Stored data:
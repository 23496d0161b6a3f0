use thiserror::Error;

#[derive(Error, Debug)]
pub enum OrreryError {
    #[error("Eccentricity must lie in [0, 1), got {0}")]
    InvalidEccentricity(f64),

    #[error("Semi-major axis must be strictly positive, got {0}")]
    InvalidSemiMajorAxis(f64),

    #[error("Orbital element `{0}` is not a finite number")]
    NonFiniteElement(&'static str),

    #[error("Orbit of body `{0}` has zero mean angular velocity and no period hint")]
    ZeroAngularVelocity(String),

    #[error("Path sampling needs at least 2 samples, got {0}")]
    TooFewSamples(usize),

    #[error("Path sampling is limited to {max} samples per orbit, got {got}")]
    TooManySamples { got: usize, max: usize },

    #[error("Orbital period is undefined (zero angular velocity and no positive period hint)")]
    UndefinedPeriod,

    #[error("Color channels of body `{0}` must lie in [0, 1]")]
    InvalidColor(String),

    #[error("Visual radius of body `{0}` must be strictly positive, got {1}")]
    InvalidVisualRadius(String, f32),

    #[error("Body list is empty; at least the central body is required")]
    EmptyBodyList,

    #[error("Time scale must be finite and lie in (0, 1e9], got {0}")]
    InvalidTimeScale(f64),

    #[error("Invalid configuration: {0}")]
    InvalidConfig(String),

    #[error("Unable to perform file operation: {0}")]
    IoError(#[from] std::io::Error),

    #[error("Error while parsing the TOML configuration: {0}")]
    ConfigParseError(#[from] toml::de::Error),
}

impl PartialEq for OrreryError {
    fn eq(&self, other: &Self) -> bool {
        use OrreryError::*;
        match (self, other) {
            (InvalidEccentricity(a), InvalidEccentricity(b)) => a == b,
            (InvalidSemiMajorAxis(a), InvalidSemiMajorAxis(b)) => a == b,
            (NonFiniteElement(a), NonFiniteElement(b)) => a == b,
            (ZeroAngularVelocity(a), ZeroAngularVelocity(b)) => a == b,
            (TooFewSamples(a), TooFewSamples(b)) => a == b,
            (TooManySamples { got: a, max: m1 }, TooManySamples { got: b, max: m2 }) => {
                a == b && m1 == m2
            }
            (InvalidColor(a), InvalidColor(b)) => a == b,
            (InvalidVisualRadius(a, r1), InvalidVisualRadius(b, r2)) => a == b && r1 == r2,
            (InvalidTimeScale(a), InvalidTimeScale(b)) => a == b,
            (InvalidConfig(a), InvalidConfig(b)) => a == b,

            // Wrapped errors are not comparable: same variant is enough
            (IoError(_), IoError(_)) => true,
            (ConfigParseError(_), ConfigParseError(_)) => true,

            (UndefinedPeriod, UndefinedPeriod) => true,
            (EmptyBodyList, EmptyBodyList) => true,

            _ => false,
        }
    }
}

What is expected:
Wherever "InvalidColor" appears in a line of the entries, copy that line.

Exercise solution:
    InvalidColor(String),
            (InvalidColor(a), InvalidColor(b)) => a == b,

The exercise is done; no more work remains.